The subtext is clear: Palantir already considers 500 of its employees to be a surplus that AI could replace. It could increase its revenue by 10x while reducing its workforce by almost 12.2%.

Look at Amazon. The company has more than one million robots (Hercules, Pegasus, and Proteus, its fully autonomous robot) in its facilities and believes that AI will help increase its robot mobility by 10%. The number of its robots is nearly equivalent to the 1.546 million people (full-time and part-time) that the company employs globally. CEO Andy Jassy has already warned his workforce of what’s to come.

“We will need fewer people doing some of the jobs that are being done today, and more people doing other types of jobs,” Jassy told employees in a memo last June. “It’s hard to know exactly where this nets out over time, but in the next few years, we expect that this will reduce our total corporate workforce.”

CEOs are waiting for political cover that isn’t coming. None of them want to become the poster child for the revolution that killed human jobs in America. They don’t want to become the target of politicians, knowing that on this issue, the attacks will come from both the populist left and the populist right.

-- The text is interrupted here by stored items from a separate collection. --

//! Mapping between image (pixel) space and the real-valued plane in which the
//! pendulum swings.

use serde::{Deserialize, Serialize};

/// Fully specifies an image resolution and how it is anchored into "real"
/// space. The height in real space is derived from the aspect ratio of the
/// image and the specified width.
#[derive(Serialize, Deserialize, Debug, Clone)]
pub struct ImageSpecification {
    pub resolution: nalgebra::Vector2<u32>,
    pub center: nalgebra::Vector2<f64>,
    pub width: f64,
}

impl ImageSpecification {
    pub fn height(&self) -> f64 {
        self.width * (self.resolution[1] as f64) / (self.resolution[0] as f64)
    }
}

/// Affine map from a pixel index to a real coordinate along one axis.
#[derive(Clone, Debug)]
pub struct LinearPixelMap {
    offset: f64,
    slope: f64,
}

impl LinearPixelMap {
    /// `n`: number of pixels spanned by `[x0, x1]`; the map sends pixel 0 to
    /// `x0` and pixel `n - 1` to `x1`.
    pub fn new(n: u32, x0: f64, x1: f64) -> LinearPixelMap {
        assert!(n > 0);
        LinearPixelMap {
            offset: x0,
            slope: (x1 - x0) / ((n - 1) as f64),
        }
    }

    pub fn new_from_center_and_width(n: u32, center: f64, width: f64) -> LinearPixelMap {
        LinearPixelMap::new(n, center - 0.5 * width, center + 0.5 * width)
    }

    /// Pixel index to real coordinate.
    pub fn map(&self, index: u32) -> f64 {
        self.offset + self.slope * (index as f64)
    }

    /// Real coordinate to pixel index. May land outside the image bounds;
    /// the caller is responsible for clipping.
    pub fn inverse_map(&self, point: f64) -> i32 {
        ((point - self.offset) / self.slope).round() as i32
    }
}

/// Maps 2D points to pixel coordinates and back. The vertical axis is
/// flipped so that +y in real space points up in the rendered image.
#[derive(Clone, Debug)]
pub struct PixelMapper {
    width: LinearPixelMap,
    height: LinearPixelMap,
}

impl PixelMapper {
    pub fn new(image_specification: &ImageSpecification) -> PixelMapper {
        PixelMapper {
            width: LinearPixelMap::new_from_center_and_width(
                image_specification.resolution[0],
                image_specification.center[0],
                image_specification.width,
            ),
            height: LinearPixelMap::new_from_center_and_width(
                image_specification.resolution[1],
                image_specification.center[1],
                -image_specification.height(),
            ),
        }
    }

    pub fn inverse_map(&self, point: &nalgebra::Vector2<f64>) -> (i32, i32) {
        (
            self.width.inverse_map(point[0]),
            self.height.inverse_map(point[1]),
        )
    }

    pub fn map(&self, pixel: &(u32, u32)) -> (f64, f64) {
        let (x, y) = pixel;
        (self.width.map(*x), self.height.map(*y))
    }
}

#[cfg(test)]
mod tests {
    use super::*;
    use approx::assert_relative_eq;

    fn square_spec() -> ImageSpecification {
        ImageSpecification {
            resolution: nalgebra::Vector2::new(101, 101),
            center: nalgebra::Vector2::new(0.0, 0.0),
            width: 4.0,
        }
    }

    #[test]
    fn height_follows_aspect_ratio() {
        let mut spec = square_spec();
        assert_relative_eq!(spec.height(), 4.0);
        spec.resolution = nalgebra::Vector2::new(200, 100);
        assert_relative_eq!(spec.height(), 2.0);
    }

    #[test]
    fn pixel_map_round_trip() {
        let mapper = PixelMapper::new(&square_spec());
        let center = nalgebra::Vector2::new(0.0, 0.0);
        assert_eq!(mapper.inverse_map(&center), (50, 50));

        let (x, y) = mapper.map(&(50, 50));
        assert_relative_eq!(x, 0.0, epsilon = 1e-12);
        assert_relative_eq!(y, 0.0, epsilon = 1e-12);
    }

    #[test]
    fn vertical_axis_points_up() {
        let mapper = PixelMapper::new(&square_spec());
        let above_center = nalgebra::Vector2::new(0.0, 1.0);
        let (_, row) = mapper.inverse_map(&above_center);
        // Up in real space is a smaller row index in the image.
        more_asserts::assert_lt!(row, 50);
    }
}
use clap::{Args, Parser, Subcommand};

#[derive(Debug, Parser)]
#[clap(author, version, about)]
pub struct PendulumRendererArgs {
    #[command(subcommand)]
    pub command: Option<CommandsEnum>,
}

#[derive(Debug, Subcommand)]
pub enum CommandsEnum {
    /// Simulate both initial conditions and write a PNG frame sequence.
    Render(ParameterFilePath),
    /// Simulate both initial conditions and write the Cartesian data as JSON.
    Export(ParameterFilePath),
}

#[derive(Debug, Args)]
pub struct ParameterFilePath {
    pub params_path: String,

    /// Place output in a date-time-stamped subdirectory.
    #[clap(long, short)]
    pub date_time_out: bool,
}
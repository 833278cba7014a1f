//! Projection from angular states to Cartesian bob positions.
//!
//! The pivot sits at the origin; y points up, so a pendulum hanging straight
//! down has negative bob heights. This sign convention matches the dynamics
//! module, where angles are measured from the downward vertical.

use crate::pendulum::dynamics::PhysicalParams;
use crate::pendulum::simulation::Trajectory;
use nalgebra::{Vector2, Vector4};
use serde::{Deserialize, Serialize};

/// Cartesian positions of both bobs for one trajectory sample.
#[derive(Serialize, Deserialize, Debug, Clone, Copy, PartialEq)]
pub struct BobPositions {
    pub x1: f64,
    pub y1: f64,
    pub x2: f64,
    pub y2: f64,
}

impl BobPositions {
    pub fn bob_1(&self) -> Vector2<f64> {
        Vector2::new(self.x1, self.y1)
    }

    pub fn bob_2(&self) -> Vector2<f64> {
        Vector2::new(self.x2, self.y2)
    }
}

/// A projected trajectory: one `BobPositions` per sample, read-only view
/// derived from a `Trajectory`.
#[derive(Serialize, Deserialize, Debug, Clone, PartialEq)]
pub struct CartesianTrajectory {
    pub times: Vec<f64>,
    pub positions: Vec<BobPositions>,
}

impl CartesianTrajectory {
    pub fn len(&self) -> usize {
        self.positions.len()
    }

    pub fn is_empty(&self) -> bool {
        self.positions.is_empty()
    }
}

/// Maps one angular state to bob positions. Pure and deterministic.
pub fn bob_positions(physics: &PhysicalParams, state: &Vector4<f64>) -> BobPositions {
    let (th1, th2) = (state[0], state[2]);
    let x1 = physics.l1 * th1.sin();
    let y1 = -physics.l1 * th1.cos();
    BobPositions {
        x1,
        y1,
        x2: x1 + physics.l2 * th2.sin(),
        y2: y1 - physics.l2 * th2.cos(),
    }
}

/// Projects a full trajectory. Output length always equals the input length.
pub fn project(physics: &PhysicalParams, trajectory: &Trajectory) -> CartesianTrajectory {
    CartesianTrajectory {
        times: trajectory.times.clone(),
        positions: trajectory
            .states
            .iter()
            .map(|state| bob_positions(physics, state))
            .collect(),
    }
}

/// Euclidean distance between the second bobs of two projected samples.
/// Used to measure how far the baseline and perturbed runs have diverged.
pub fn bob_2_distance(a: &BobPositions, b: &BobPositions) -> f64 {
    (a.bob_2() - b.bob_2()).norm()
}
pub mod file_io;
pub mod image_utils;
pub mod ode_solvers;
pub mod stopwatch;
pub mod args;
//! Zhuyin engine configuration.

use hime_core::ConfigError;
use serde::{Deserialize, Serialize};

use crate::layouts::KeyboardLayout;

/// Zhuyin-specific configuration that extends the base `Config` from core.
///
/// This configuration includes:
/// - All generic options from `hime_core::Config` (flattened via serde)
/// - The built-in keyboard layout to type with
/// - Phonetic table and keyboard map file names, tried in order
/// - Whether unmapped punctuation keys commit full-width forms
///
/// # Example
///
/// ```rust
/// use hime_zhuyin::{KeyboardLayout, ZhuyinConfig};
///
/// let config = ZhuyinConfig::from_toml_str("keyboard_layout = \"hsu\"\n").unwrap();
/// assert_eq!(config.keyboard_layout, KeyboardLayout::Hsu);
/// assert_eq!(config.base().selection_keys, "1234567890");
/// ```
#[derive(Debug, Clone, PartialEq, Eq, Deserialize, Serialize)]
#[serde(default)]
pub struct ZhuyinConfig {
    /// Base configuration fields (selection keys, page size, cache)
    #[serde(flatten)]
    pub base: hime_core::Config,

    pub keyboard_layout: KeyboardLayout,

    /// Phonetic table file names, first one that loads wins
    pub phonetic_tables: Vec<String>,

    /// Keyboard map file names, only consulted with `use_keyboard_map_file`
    pub keyboard_maps: Vec<String>,

    /// Replace the built-in layout with the first loadable `.kbm` file
    pub use_keyboard_map_file: bool,

    /// Commit full-width punctuation for keys the layout does not map
    pub smart_punctuation: bool,
}

impl Default for ZhuyinConfig {
    fn default() -> Self {
        Self {
            base: hime_core::Config::default(),
            keyboard_layout: KeyboardLayout::Standard,
            phonetic_tables: vec![
                "pho.tab2".to_string(),
                "s-pho.tab2".to_string(),
                "pho-huge.tab2".to_string(),
            ],
            keyboard_maps: vec!["zo.kbm".to_string(), "et.kbm".to_string()],
            use_keyboard_map_file: false,
            smart_punctuation: false,
        }
    }
}

impl ZhuyinConfig {
    /// Get a reference to the base config
    pub fn base(&self) -> &hime_core::Config {
        &self.base
    }

    /// Get a mutable reference to the base config
    pub fn base_mut(&mut self) -> &mut hime_core::Config {
        &mut self.base
    }

    pub fn load_toml<P: AsRef<std::path::Path>>(path: P) -> Result<Self, ConfigError> {
        let content = std::fs::read_to_string(path)?;
        Ok(Self::from_toml_str(&content)?)
    }

    pub fn save_toml<P: AsRef<std::path::Path>>(&self, path: P) -> Result<(), ConfigError> {
        std::fs::write(path, self.to_toml_string()?)?;
        Ok(())
    }

    pub fn from_toml_str(content: &str) -> Result<Self, toml::de::Error> {
        toml::from_str(content)
    }

    pub fn to_toml_string(&self) -> Result<String, toml::ser::Error> {
        toml::to_string_pretty(self)
    }
}

#[cfg(test)]
mod tests {
    use super::*;

    #[test]
    fn flattened_fields_share_one_table() {
        let text = "selection_keys = \"asdfghjkl;\"\nkeyboard_layout = \"eten26\"\n";
        let config = ZhuyinConfig::from_toml_str(text).unwrap();
        assert_eq!(config.base.selection_keys, "asdfghjkl;");
        assert_eq!(config.base.candidates_per_page, 10);
        assert_eq!(config.keyboard_layout, KeyboardLayout::Eten26);
        assert_eq!(config.phonetic_tables[0], "pho.tab2");
        assert!(!config.use_keyboard_map_file);
        assert!(!config.smart_punctuation);
    }

    #[test]
    fn saved_config_loads_back() {
        let dir = tempfile::tempdir().unwrap();
        let path = dir.path().join("zhuyin.toml");
        let mut config = ZhuyinConfig::default();
        config.keyboard_layout = KeyboardLayout::Dvorak;
        config.base_mut().lookup_cache_size = 32;
        config.save_toml(&path).unwrap();
        assert_eq!(ZhuyinConfig::load_toml(&path).unwrap(), config);
    }

    #[test]
    fn unknown_layout_is_rejected() {
        assert!(ZhuyinConfig::from_toml_str("keyboard_layout = \"colemak\"\n").is_err());
    }
}
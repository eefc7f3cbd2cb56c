//! Error types for table decoding and configuration I/O.

use std::io;

/// Failure while decoding one of the binary table formats.
///
/// Only `Io` and `Truncated` ever abort a load. `InvalidOffset` and
/// `UnsupportedEncoding` come out of the strict glyph helpers; the tables
/// recover from them locally when resolving candidate text.
#[derive(Debug, thiserror::Error)]
pub enum DecodeError {
    #[error("IO error: {0}")]
    Io(#[from] io::Error),

    #[error("truncated input at byte {offset}: {needed} more bytes required")]
    Truncated { offset: usize, needed: usize },

    #[error("phrase offset {offset} outside phrase area of {len} bytes")]
    InvalidOffset { offset: usize, len: usize },

    #[error("glyph bytes are not valid UTF-8: {0:02x?}")]
    UnsupportedEncoding(Vec<u8>),
}

/// Failure while reading or writing a TOML configuration file.
#[derive(Debug, thiserror::Error)]
pub enum ConfigError {
    #[error("IO error: {0}")]
    Io(#[from] io::Error),

    #[error("invalid configuration: {0}")]
    Parse(#[from] toml::de::Error),

    #[error("could not serialize configuration: {0}")]
    Serialize(#[from] toml::ser::Error),
}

The problem is that politicians are just as unprepared as the over-35s. They seem to believe this is a problem for the next administration, a challenge for a few years down the road. They are wrong. The problem is here now.

The questions are urgent: what will the displaced workers do? What safety nets need to be built? What happens to the healthcare of millions who are still a long way from retirement? These are questions politicians have not yet addressed, likely because they don’t have the answers. So, for now, the CEOs are buying them time.

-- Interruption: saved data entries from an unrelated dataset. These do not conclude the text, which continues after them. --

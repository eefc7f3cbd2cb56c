//! Full-width punctuation for keys the phonetic layout leaves unmapped.
//!
//! Straight quotes alternate between opening and closing forms, so the
//! converter tracks whether a double or single quote is currently open.

use tracing::debug;

static FULL_WIDTH: phf::Map<char, &'static str> = phf::phf_map! {
    ',' => "，",
    '.' => "。",
    '?' => "？",
    '!' => "！",
    ':' => "：",
    ';' => "；",
    '(' => "（",
    ')' => "）",
    '[' => "「",
    ']' => "」",
    '{' => "『",
    '}' => "』",
    '<' => "《",
    '>' => "》",
    '~' => "～",
    '@' => "＠",
    '#' => "＃",
    '$' => "￥",
    '%' => "％",
    '^' => "……",
    '&' => "＆",
    '*' => "×",
    '-' => "—",
    '_' => "——",
    '+' => "＋",
    '=' => "＝",
    '/' => "、",
    '\\' => "＼",
    '|' => "｜",
};

const DOUBLE_QUOTES: (&str, &str) = ("\u{201C}", "\u{201D}");
const SINGLE_QUOTES: (&str, &str) = ("\u{2018}", "\u{2019}");

#[derive(Debug, Clone, Default, PartialEq, Eq)]
pub struct PunctuationConverter {
    double_open: bool,
    single_open: bool,
}

impl PunctuationConverter {
    pub fn new() -> Self {
        Self::default()
    }

    /// Full-width form of `ch`, or `None` if it has none.
    ///
    /// Each straight quote flips its open/closed state.
    pub fn convert(&mut self, ch: char) -> Option<&'static str> {
        let text = match ch {
            '"' => Self::toggle(&mut self.double_open, DOUBLE_QUOTES),
            '\'' => Self::toggle(&mut self.single_open, SINGLE_QUOTES),
            other => FULL_WIDTH.get(&other).copied()?,
        };
        debug!(%ch, text, "converted punctuation");
        Some(text)
    }

    fn toggle(open: &mut bool, (opening, closing): (&'static str, &'static str)) -> &'static str {
        let text = if *open { closing } else { opening };
        *open = !*open;
        text
    }

    pub fn is_double_quote_open(&self) -> bool {
        self.double_open
    }

    pub fn is_single_quote_open(&self) -> bool {
        self.single_open
    }

    /// Forget any open quotes.
    pub fn reset(&mut self) {
        *self = Self::default();
    }
}
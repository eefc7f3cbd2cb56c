//! # hime-zhuyin
//!
//! Zhuyin/Bopomofo phonetic input engine built on hime-core.

pub mod composition;
pub mod config;
pub mod editor;
pub mod engine;
pub mod layouts;
pub mod punctuation;

pub use composition::{Composition, CompositionState, SlotEdit};
pub use config::ZhuyinConfig;
pub use editor::{EditorResult, KeyEvent, PhoneticEditor};
pub use engine::{load_keyboard_mapping, load_phonetic_table, Engine, KeyOutcome};
pub use layouts::KeyboardLayout;
pub use punctuation::PunctuationConverter;
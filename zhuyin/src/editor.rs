//! Phonetic editor: the key-by-key composition state machine.
//!
//! The editor turns key events into slot edits on a `Composition`, looks up
//! candidates once a syllable is complete (a tone was typed or space was
//! pressed), and commits either automatically (single candidate) or through
//! a selection key.

use hime_core::{
    CandidateList, CandidateRanker, ComponentType, Config, KeyMapping, KeyboardMapping,
};
use tracing::{debug, warn};

use crate::composition::{Composition, CompositionState};
use crate::punctuation::PunctuationConverter;

/// A key delivered by the host.
#[derive(Debug, Clone, Copy, PartialEq, Eq)]
pub enum KeyEvent {
    /// Character input (letters, digits, punctuation, space)
    Char(char),
    Backspace,
    Escape,
}

impl From<char> for KeyEvent {
    fn from(ch: char) -> Self {
        match ch {
            '\u{1b}' => KeyEvent::Escape,
            '\u{8}' => KeyEvent::Backspace,
            other => KeyEvent::Char(other),
        }
    }
}

/// Result of processing a key event in the editor.
#[derive(Debug, Clone, PartialEq, Eq)]
pub enum EditorResult {
    /// Key was consumed; no candidate window
    Handled,

    /// Key was consumed and a lookup left several candidates to choose from
    ShowCandidates,

    /// Text should be committed and the composition was reset
    CommitAndReset(String),

    /// Key not handled, the host keeps it
    PassThrough,
}

/// Phonetic input editor (zhuyin).
pub struct PhoneticEditor {
    keymap: KeyboardMapping,
    ranker: CandidateRanker,
    composition: Composition,
    candidates: CandidateList,
    config: Config,
    /// Set when unmapped punctuation keys commit full-width forms
    punctuation: Option<PunctuationConverter>,
}

impl PhoneticEditor {
    pub fn new(keymap: KeyboardMapping, ranker: CandidateRanker, config: &Config) -> Self {
        Self {
            keymap,
            ranker,
            composition: Composition::new(),
            candidates: CandidateList::with_page_size(config.page_size()),
            config: config.clone(),
            punctuation: None,
        }
    }

    /// Turn full-width punctuation for unmapped keys on or off.
    pub fn set_smart_punctuation(&mut self, enabled: bool) {
        match (enabled, self.punctuation.is_some()) {
            (true, false) => self.punctuation = Some(PunctuationConverter::new()),
            (false, true) => self.punctuation = None,
            _ => {}
        }
    }

    pub fn smart_punctuation(&self) -> Option<&PunctuationConverter> {
        self.punctuation.as_ref()
    }

    /// Close any open quotes without touching the composition.
    pub fn reset_punctuation(&mut self) {
        if let Some(p) = &mut self.punctuation {
            p.reset();
        }
    }

    pub fn keymap(&self) -> &KeyboardMapping {
        &self.keymap
    }

    /// Swap the key mapping. Clears any composition in progress.
    pub fn set_keymap(&mut self, keymap: KeyboardMapping) {
        self.keymap = keymap;
        self.reset();
    }

    pub fn ranker(&self) -> &CandidateRanker {
        &self.ranker
    }

    pub fn composition(&self) -> &Composition {
        &self.composition
    }

    pub fn candidates(&self) -> &CandidateList {
        &self.candidates
    }

    pub fn state(&self) -> CompositionState {
        if self.composition.is_empty() {
            CompositionState::Empty
        } else if self.candidates.is_empty() {
            CompositionState::Composing
        } else {
            CompositionState::AwaitingSelection
        }
    }

    /// Process a key event.
    pub fn process_key(&mut self, key: KeyEvent) -> EditorResult {
        match key {
            KeyEvent::Char(ch) => self.handle_char(ch),
            KeyEvent::Escape => self.handle_escape(),
            KeyEvent::Backspace => self.handle_backspace(),
        }
    }

    fn handle_char(&mut self, ch: char) -> EditorResult {
        let key = ch.to_ascii_lowercase();

        if !self.candidates.is_empty() {
            if let Some(idx) = self.config.selection_key_index(key) {
                if let Some(text) = self.select(idx) {
                    return EditorResult::CommitAndReset(text);
                }
            }
        }

        let mapping = match self.keymap.first(key) {
            Some(mapping) => mapping,
            // Space is always first tone, even when a loaded map omits it.
            None if key == ' ' => KeyMapping::new(1, ComponentType::Tone),
            None => return self.punctuate(ch),
        };
        let Ok(num) = u8::try_from(mapping.num) else {
            warn!(%key, num = mapping.num, "ignoring negative component number");
            return EditorResult::PassThrough;
        };

        let edit = self.composition.place(mapping.typ, num, key);
        debug!(%key, ?edit, slots = ?self.composition.slots(), "placed component");

        if self.composition.has_tone() || key == ' ' {
            self.lookup()
        } else {
            EditorResult::Handled
        }
    }

    fn punctuate(&mut self, ch: char) -> EditorResult {
        if !self.composition.is_empty() {
            return EditorResult::PassThrough;
        }
        match self.punctuation.as_mut().and_then(|p| p.convert(ch)) {
            Some(text) => EditorResult::CommitAndReset(text.to_string()),
            None => EditorResult::PassThrough,
        }
    }

    fn lookup(&mut self) -> EditorResult {
        let phokey = self.composition.phokey();
        let ranked = self.ranker.rank(phokey);
        debug!(phokey, candidates = ranked.len(), "syllable lookup");
        self.candidates.set_candidates(ranked);

        match self.candidates.len() {
            0 => EditorResult::Handled,
            1 => {
                let text = self.candidates.candidates()[0].text.clone();
                self.reset();
                EditorResult::CommitAndReset(text)
            }
            _ => EditorResult::ShowCandidates,
        }
    }

    fn handle_escape(&mut self) -> EditorResult {
        let had_input = !self.composition.is_empty() || !self.candidates.is_empty();
        self.reset();
        if had_input {
            EditorResult::Handled
        } else {
            EditorResult::PassThrough
        }
    }

    fn handle_backspace(&mut self) -> EditorResult {
        if self.composition.delete_last() {
            self.candidates.clear();
            EditorResult::Handled
        } else {
            EditorResult::PassThrough
        }
    }

    /// Commit the candidate at `index` on the current page.
    pub fn select(&mut self, index: usize) -> Option<String> {
        let text = self.candidates.select_by_index(index)?.text.clone();
        debug!(index, %text, "candidate selected");
        self.reset();
        Some(text)
    }

    pub fn page_up(&mut self) -> bool {
        self.candidates.page_up()
    }

    pub fn page_down(&mut self) -> bool {
        self.candidates.page_down()
    }

    /// Clear the composition and candidates.
    pub fn reset(&mut self) {
        self.composition.clear();
        self.candidates.clear();
    }
}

Instead of mass firings, a quieter trend has emerged: hiring freezes. Increasingly, managers are being forced to justify why a human is needed for a role that an AI could potentially perform. This is already devastating the job market for young people. According to Handshake, a career platform for Gen Z employees, job listings for entry-level corporate roles have declined 15% over the past year.

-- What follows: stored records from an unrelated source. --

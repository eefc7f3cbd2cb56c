//! Decoders for the three read-only table formats.
//!
//! - `PhoneticTable` - phonetic key → characters/phrases with usage counts (`.tab2`)
//! - `KeyboardMapping` - ASCII key → phonetic components (`.kbm`)
//! - `GenericTable` - packed key-stroke sequence → characters (`.gtab`)
//!
//! All integers are little-endian. Each decoder works on an in-memory file
//! image; the `open` constructors read the whole file and release the handle
//! before decoding starts.

mod gtab;
mod kbm;
mod pho;
pub(crate) mod reader;

pub use gtab::{GenericTable, GenericTableHeader, GenericTableItem, UnionRegion, QUICK_KEYS_SIZE};
pub use kbm::{KeyMapping, KeyboardMapping, KBM_FILE_SIZE, KBM_KEYS, KBM_SLOTS};
pub use pho::{PhoCharEntry, PhoIndexEntry, PhoneticTable, PHRASE_ESCAPE};

use crate::error::DecodeError;

/// Width of a glyph field in every table format.
pub const CH_SZ: usize = 4;

/// Strip trailing NUL bytes from a fixed-width text field.
pub(crate) fn trim_nul(bytes: &[u8]) -> &[u8] {
    let end = bytes.iter().rposition(|&b| b != 0).map_or(0, |p| p + 1);
    &bytes[..end]
}

/// Strictly decode a NUL-padded glyph field as UTF-8.
pub fn decode_glyph(bytes: &[u8]) -> Result<String, DecodeError> {
    let trimmed = trim_nul(bytes);
    std::str::from_utf8(trimmed)
        .map(str::to_owned)
        .map_err(|_| DecodeError::UnsupportedEncoding(trimmed.to_vec()))
}

/// Decode a glyph field, falling back to a Latin-1 reading of the bytes when
/// they are not valid UTF-8.
pub fn decode_glyph_lossy(bytes: &[u8]) -> String {
    match decode_glyph(bytes) {
        Ok(text) => text,
        Err(err) => {
            tracing::debug!(%err, "falling back to latin-1 glyph decoding");
            trim_nul(bytes).iter().map(|&b| char::from(b)).collect()
        }
    }
}

/// Encode text into a NUL-padded fixed-width field, truncating at a char
/// boundary if it does not fit.
pub(crate) fn encode_fixed<const N: usize>(text: &str) -> [u8; N] {
    let mut out = [0u8; N];
    let mut len = 0;
    for ch in text.chars() {
        let w = ch.len_utf8();
        if len + w > N {
            break;
        }
        ch.encode_utf8(&mut out[len..len + w]);
        len += w;
    }
    out
}

#[cfg(test)]
mod tests {
    use super::*;

    #[test]
    fn glyph_trailing_nuls_are_stripped() {
        assert_eq!(decode_glyph("你".as_bytes()).unwrap(), "你");
        assert_eq!(decode_glyph(&[b'a', 0, 0, 0]).unwrap(), "a");
        assert_eq!(decode_glyph(&[0, 0, 0, 0]).unwrap(), "");
    }

    #[test]
    fn invalid_utf8_is_reported_then_recovered() {
        let bytes = [0xe4, 0x41, 0, 0];
        assert!(matches!(
            decode_glyph(&bytes),
            Err(DecodeError::UnsupportedEncoding(b)) if b == vec![0xe4, 0x41]
        ));
        assert_eq!(decode_glyph_lossy(&bytes), "\u{e4}A");
    }

    #[test]
    fn encode_fixed_does_not_split_chars() {
        let field: [u8; 4] = encode_fixed("你好");
        assert_eq!(&field[..3], "你".as_bytes());
        assert_eq!(field[3], 0);
    }
}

And for those who still think the great displacement is far away, the outplacement firm Challenger, Gray & Christmas reported a few days ago that AI is already one of the top five factors contributing to job losses this year. Companies have announced over 806,000 private-sector job cuts since January, the highest number for that period since 2020. The tech industry is leading the charge.

The machine is in motion. It’s not that AI can’t replace us, especially in knowledge jobs. It’s that your boss doesn’t yet have the courage to tell you they’re firing you for a robot. They don’t want to be the villain. They’re waiting for one of their peers to be crucified before they enter the stage.

But for how long?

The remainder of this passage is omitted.